RFinance_2017_notes.txt



## talking points

Machine learning from very high level, no SVM or neural nets.
How applying ensembles and shrinkage can improve model performance.
How to build models less sensitive to lookback window.
One of the crucial meta-parameters is the length of the rolling lookback window.  
Backtesting lookback window in itself is a form overfitting.
Simple coin flipping model: identify skilled manager.
Selecting From Among Multiple Managers: p-hacking.
Effect of Lookback Window Length: in reality we don't have luxury of increasing lookback window.
On the plus side, we don't need a very high confidence level to successfuly trade.
Simulating Managers with Time-dependent Skill: red manager has higher skill, but underperforms by chance.
Trend-following: hard to Select Best Manager From Previous Period, longer lookback window doesn't help.
Ensemble: Select Top Two Managers From Previous Period works much better, because betting that best manager is among top two is easier.
Selecting Top Two Managers is really an ensemble of two models.
Ensemble shrinks the weights to zero.
? We suffer from bias (we don't choose the best strategy), but we gain from lower variance.
Long-short Ensemble: is momentum, or betting on relative outperformance.
Conclusion: whatever machine learning model you're using, it's much easier to bet on performance of ensemble or on relative outperformance.


## temp

has been successfuly applied to speech and image recognition, but has faced challenges in automated trading.  For example forecasting models which rely on historical prices have very poor performance, because asset returns have a very low signal to noise ratio.  As a result, model forecasts have large standard errors, making them difficult to apply in practice.  The problem is often exacerbated by the high dimensionality of many financial models, for example portfolio optimization.

We study several techniques which can help to reduce the problem of large standard errors, such as parameter regularization (shrinkage), dimensionality reduction, and ensembles of models.  We use bootstrap simulation to estimate the standard errors, and to quantify the effect of these techniques. 
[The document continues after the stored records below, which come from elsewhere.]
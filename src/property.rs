use crate::error::{BridgeError, Result};
use crate::line_codec::{MAX_PRESET, MAX_VOLUME, RECEIVER_INPUTS, SURROUND_MODES, TUNER_BANDS};
use crate::types::{RepeatMode, ZoneId};
use serde::Serialize;
use std::collections::{BTreeMap, BTreeSet};
use std::fmt;
use std::time::Instant;

/// Externally visible property names
#[derive(Debug, Clone, Copy, PartialEq, Eq, PartialOrd, Ord, Hash)]
pub enum Property {
    Power,
    Playing,
    Volume,
    Muted,
    Source,
    Input,
    Station,
    Title,
    Artist,
    Album,
    ImageUrl,
    Repeat,
    Shuffle,
    SurroundMode,
    TunerFrequency,
    TunerBand,
    TunerPreset,
    Audyssey,
    OutputRouting,
    MaxVolume,
    /// Streaming-side volume when the receiver owns `volume`
    HeosVolume,
    /// Streaming-side mute when the receiver owns `muted`
    HeosMuted,
    /// Streaming-side source when the receiver owns `source`
    HeosSource,
}

impl Property {
    pub fn as_str(&self) -> &'static str {
        match self {
            Property::Power => "power",
            Property::Playing => "playing",
            Property::Volume => "volume",
            Property::Muted => "muted",
            Property::Source => "source",
            Property::Input => "input",
            Property::Station => "station",
            Property::Title => "title",
            Property::Artist => "artist",
            Property::Album => "album",
            Property::ImageUrl => "image_url",
            Property::Repeat => "repeat",
            Property::Shuffle => "shuffle",
            Property::SurroundMode => "surround_mode",
            Property::TunerFrequency => "tuner_frequency",
            Property::TunerBand => "tuner_band",
            Property::TunerPreset => "tuner_preset",
            Property::Audyssey => "audyssey",
            Property::OutputRouting => "output_routing",
            Property::MaxVolume => "max_volume",
            Property::HeosVolume => "heos_volume",
            Property::HeosMuted => "heos_muted",
            Property::HeosSource => "heos_source",
        }
    }

    /// Streaming-protocol shadow of a property the receiver may own
    pub fn shadow(&self) -> Option<Property> {
        match self {
            Property::Volume => Some(Property::HeosVolume),
            Property::Muted => Some(Property::HeosMuted),
            Property::Source => Some(Property::HeosSource),
            _ => None,
        }
    }
}

impl fmt::Display for Property {
    fn fmt(&self, f: &mut fmt::Formatter<'_>) -> fmt::Result {
        f.write_str(self.as_str())
    }
}

/// Value of a property
#[derive(Debug, Clone, PartialEq, Serialize)]
#[serde(untagged)]
pub enum PropertyValue {
    Bool(bool),
    Number(f64),
    Text(String),
}

impl PropertyValue {
    pub fn as_bool(&self) -> Option<bool> {
        match self {
            PropertyValue::Bool(b) => Some(*b),
            _ => None,
        }
    }

    pub fn as_f64(&self) -> Option<f64> {
        match self {
            PropertyValue::Number(n) => Some(*n),
            _ => None,
        }
    }

    pub fn as_str(&self) -> Option<&str> {
        match self {
            PropertyValue::Text(s) => Some(s),
            _ => None,
        }
    }
}

impl From<bool> for PropertyValue {
    fn from(value: bool) -> Self {
        PropertyValue::Bool(value)
    }
}

impl From<f64> for PropertyValue {
    fn from(value: f64) -> Self {
        PropertyValue::Number(value)
    }
}

impl From<&str> for PropertyValue {
    fn from(value: &str) -> Self {
        PropertyValue::Text(value.to_string())
    }
}

impl From<String> for PropertyValue {
    fn from(value: String) -> Self {
        PropertyValue::Text(value)
    }
}

/// Last known value of a property and when it was last reported
#[derive(Debug, Clone)]
struct CachedValue {
    value: PropertyValue,
    updated_at: Instant,
}

/// Per-device (or per-zone) property values
#[derive(Debug, Clone, Default)]
pub struct PropertyCache {
    values: BTreeMap<Property, CachedValue>,
}

impl PropertyCache {
    pub fn get(&self, property: Property) -> Option<&PropertyValue> {
        self.values.get(&property).map(|c| &c.value)
    }

    /// When the property was last reported, changed or not
    pub fn updated_at(&self, property: Property) -> Option<Instant> {
        self.values.get(&property).map(|c| c.updated_at)
    }

    /// Store a value; returns true when it differs from the cached one
    pub fn set(&mut self, property: Property, value: PropertyValue) -> bool {
        let changed = self.get(property) != Some(&value);
        self.values.insert(
            property,
            CachedValue {
                value,
                updated_at: Instant::now(),
            },
        );
        changed
    }

    pub fn snapshot(&self) -> BTreeMap<Property, PropertyValue> {
        self.values
            .iter()
            .map(|(k, v)| (*k, v.value.clone()))
            .collect()
    }
}

/// Property names whose authoritative source is the receiver protocol
#[derive(Debug, Clone, Default, PartialEq)]
pub struct ReplacementSet(BTreeSet<Property>);

impl ReplacementSet {
    /// Properties a dual-protocol device takes from the receiver
    pub fn receiver_owned() -> Self {
        Self([Property::Volume, Property::Muted, Property::Source].into())
    }

    pub fn contains(&self, property: Property) -> bool {
        self.0.contains(&property)
    }
}

/// Validation capability of a property
#[derive(Debug, Clone, PartialEq)]
pub enum ValueKind {
    Bool,
    Number { min: f64, max: f64, step: f64 },
    Choice(&'static [&'static str]),
    Text,
}

impl ValueKind {
    fn check(&self, property: Property, value: &PropertyValue) -> Result<()> {
        let invalid = |reason: String| Err(BridgeError::Validation(format!("{}: {}", property, reason)));

        match (self, value) {
            (ValueKind::Bool, PropertyValue::Bool(_)) => Ok(()),
            (ValueKind::Number { min, max, step }, PropertyValue::Number(n)) => {
                if !n.is_finite() || *n < *min || *n > *max {
                    return invalid(format!("{} outside {}..={}", n, min, max));
                }
                let steps = (n - min) / step;
                if (steps - steps.round()).abs() > 1e-9 {
                    return invalid(format!("{} is not a multiple of {}", n, step));
                }
                Ok(())
            }
            (ValueKind::Choice(choices), PropertyValue::Text(s)) => {
                if choices.contains(&s.as_str()) {
                    Ok(())
                } else {
                    invalid(format!("unknown value {:?}", s))
                }
            }
            (ValueKind::Text, PropertyValue::Text(_)) => Ok(()),
            (kind, value) => invalid(format!("{:?} does not fit {:?}", value, kind)),
        }
    }
}

/// Which protocol a write is encoded for
#[derive(Debug, Clone, Copy, PartialEq, Eq)]
pub enum Route {
    Streaming,
    Receiver,
    ReceiverZone(ZoneId),
}

/// Description of one exposed property
///
/// `kind` validates values, `route` picks the protocol a write is encoded for,
/// and `field` is what the write actually targets. Shadow properties such as
/// `heos_volume` delegate their writes to the `volume` field on the streaming
/// route.
#[derive(Debug, Clone, PartialEq)]
pub struct PropertySpec {
    pub property: Property,
    /// Field the write encodes; differs from `property` for shadows
    pub field: Property,
    pub kind: ValueKind,
    pub read_only: bool,
    pub route: Route,
}

impl PropertySpec {
    fn new(property: Property, kind: ValueKind, route: Route) -> Self {
        Self {
            property,
            field: property,
            kind,
            read_only: false,
            route,
        }
    }

    fn read_only(mut self) -> Self {
        self.read_only = true;
        self
    }

    fn delegate_to(mut self, field: Property) -> Self {
        self.field = field;
        self
    }

    /// Reject writes that are read-only, out of range or of the wrong type
    pub fn validate(&self, value: &PropertyValue) -> Result<()> {
        if self.read_only {
            return Err(BridgeError::Validation(format!("{} is read-only", self.property)));
        }
        self.kind.check(self.property, value)
    }
}

const STREAMING_VOLUME: ValueKind = ValueKind::Number {
    min: 0.0,
    max: 100.0,
    step: 1.0,
};

const RECEIVER_VOLUME: ValueKind = ValueKind::Number {
    min: 0.0,
    max: MAX_VOLUME,
    step: 0.5,
};

fn streaming_metadata() -> Vec<PropertySpec> {
    [
        Property::Station,
        Property::Title,
        Property::Artist,
        Property::Album,
        Property::ImageUrl,
    ]
    .into_iter()
    .map(|p| PropertySpec::new(p, ValueKind::Text, Route::Streaming).read_only())
    .chain([
        PropertySpec::new(Property::Playing, ValueKind::Bool, Route::Streaming),
        PropertySpec::new(Property::Repeat, ValueKind::Choice(RepeatMode::NAMES), Route::Streaming),
        PropertySpec::new(Property::Shuffle, ValueKind::Bool, Route::Streaming),
    ])
    .collect()
}

/// Schema of a device reachable only through the streaming protocol
pub fn single_protocol_schema() -> Vec<PropertySpec> {
    let mut specs = streaming_metadata();
    specs.extend([
        PropertySpec::new(Property::Volume, STREAMING_VOLUME, Route::Streaming),
        PropertySpec::new(Property::Muted, ValueKind::Bool, Route::Streaming),
        PropertySpec::new(Property::Source, ValueKind::Text, Route::Streaming).read_only(),
    ]);
    specs
}

/// Schema of a device that also has a receiver connection
pub fn dual_protocol_schema() -> Vec<PropertySpec> {
    let mut specs = streaming_metadata();
    specs.extend([
        PropertySpec::new(Property::Power, ValueKind::Bool, Route::Receiver),
        PropertySpec::new(Property::Volume, RECEIVER_VOLUME, Route::Receiver),
        PropertySpec::new(Property::Muted, ValueKind::Bool, Route::Receiver),
        PropertySpec::new(Property::Source, ValueKind::Choice(RECEIVER_INPUTS), Route::Receiver),
        PropertySpec::new(Property::SurroundMode, ValueKind::Choice(SURROUND_MODES), Route::Receiver),
        PropertySpec::new(
            Property::TunerFrequency,
            ValueKind::Number {
                min: 0.01,
                max: 9999.99,
                step: 0.01,
            },
            Route::Receiver,
        ),
        PropertySpec::new(Property::TunerBand, ValueKind::Choice(TUNER_BANDS), Route::Receiver),
        PropertySpec::new(
            Property::TunerPreset,
            ValueKind::Number {
                min: 1.0,
                max: f64::from(MAX_PRESET),
                step: 1.0,
            },
            Route::Receiver,
        ),
        PropertySpec::new(Property::Audyssey, ValueKind::Bool, Route::Receiver),
        PropertySpec::new(Property::OutputRouting, ValueKind::Text, Route::Receiver).read_only(),
        PropertySpec::new(Property::MaxVolume, RECEIVER_VOLUME, Route::Receiver).read_only(),
        PropertySpec::new(Property::HeosVolume, STREAMING_VOLUME, Route::Streaming)
            .delegate_to(Property::Volume),
        PropertySpec::new(Property::HeosMuted, ValueKind::Bool, Route::Streaming)
            .delegate_to(Property::Muted),
        PropertySpec::new(Property::HeosSource, ValueKind::Text, Route::Streaming).read_only(),
    ]);
    specs
}

/// Schema of a receiver zone
pub fn zone_schema(zone: ZoneId) -> Vec<PropertySpec> {
    let route = Route::ReceiverZone(zone);
    vec![
        PropertySpec::new(Property::Power, ValueKind::Bool, route),
        PropertySpec::new(Property::Input, ValueKind::Choice(RECEIVER_INPUTS), route),
        PropertySpec::new(Property::Volume, RECEIVER_VOLUME, route),
        PropertySpec::new(Property::Muted, ValueKind::Bool, route),
    ]
}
Performance of strategies is time-dependent
Switching between strategies

False Discovery Rate Problem {.smaller}  
- p-hacking or false-discovery rate problem:
What is the probability of obtaining a very large number of heads?
plot probability as function of number of coins

- If we Flip Many Coins Then We Will Always Find One That We Think is Biased

- How long should the lookback window be, to avoid training a model on noise?  

In practice we're faced with a much more difficult problem of choosing among many different strategies.
Let's imagine we flip many coins.
We Will Always Find One That We Think is Biased

potential solution of false-discovery rate problem:
control the false-discovery rate using Bonferroni method Sidak correction  
increase p-value
not a good solution


We're allowed to select a fixed number of coins at random, and then to flip them together a fixed number of times.
How many coins should we select at random, in order too maximize our chances of selecting the biased coin?

another solution: increase the amount of data - use minutely data - but doesn't work

in real world return distributions are not stationary and drifts aren't static
time-varying drift (alpha)
simulate asset returns with static drifts plus a random noise.
Model with static drifts
Higher volatility requires more data
use $1\%$ daily vol and daily drift equal to $0.031\%$

simulate asset returns with time-dependent drifts plus a random noise.
bias-variance tradeoff
optimal length of the lookback interval
Higher volatility requires longer lookback interval
faster drift requires shorter lookback interval

use $1\%$ daily vol and daily drift equal to $0.031\%$

first conclusion is that we need to use minutely data
daily data isn't sufficient to switch between strategies

second conclusion is that we need to use shrinkage


## plan

+ [ ] Explain Probability of Backtest Overfitting by Prado.
+ [ ] Explain Minimum Backtest Length formula by Prado.
+ [x] Simulate several managers, with only one manager with skill.
+ [ ] The remaining managers underperform slightly, so that average performance is zero.
+ [x] Simulate several managers, with their skill changing over time.
+ [x] Plot the prices of three managers.
+ [x] Apply trend-following rule: select the best performing manager in previous period. 
+ [x] Does this strategy always outperform selecting a manager at random?
+ [ ] Demonstrate that out-of-sample performance pnl increases with the length of the lookback window, but only up to a point.
+ [ ] Demonstrate bias-variance tradeoff.
+ [ ] Demonstrate that out-of-sample performance decreases with greater number of managers.
+ [ ] Calculate the p-values in each period, and demonstrate that they are meaningless.
+ [ ] Apply ensemble rule: long top manager and short bottom manager.
+ [x] Demonstrate that ensemble lookback window profile is lower and flatter.
+ [x] Explain that ensemble is a form of shrinkage, because the sum of squared weights is smaller.
+ [ ] Apply momentum rule: long top 3 managers.
+ [ ] Apply momentum rule: long top 3 managers and short bottom 3 managers.
+ [ ] Demonstrate that momentum lookback window profile is lower and flatter.


## thoughts

add plots with distributions skilled and unskilled managers

In trading we don't need 95% confidence, just a very small edge of odds in our favor

Model with static drifts
Higher volatility requires more data

$$ x = {-b \pm \sqrt{b^2-4ac} \over 2a}.$$

TRUE
FALSE
![rolling_windows](C:/Develop/R/lecture_slides/figure/rolling_windows.png)  

    smaller: yes

## Machine learning paradigm

- At each point we compare many strategies over the lookback window, and switch to the best performing strategy.  
- But backtesting is a black box.
- Length of the rolling lookback window is a meta-parameter
- The length of the rolling lookback window is a meta-parameter, which determines how quickly the model adapts to new information.  
- In machine learning we can simulate the learning process using backtesting.  
- Backtesting allows simulating the learning process.  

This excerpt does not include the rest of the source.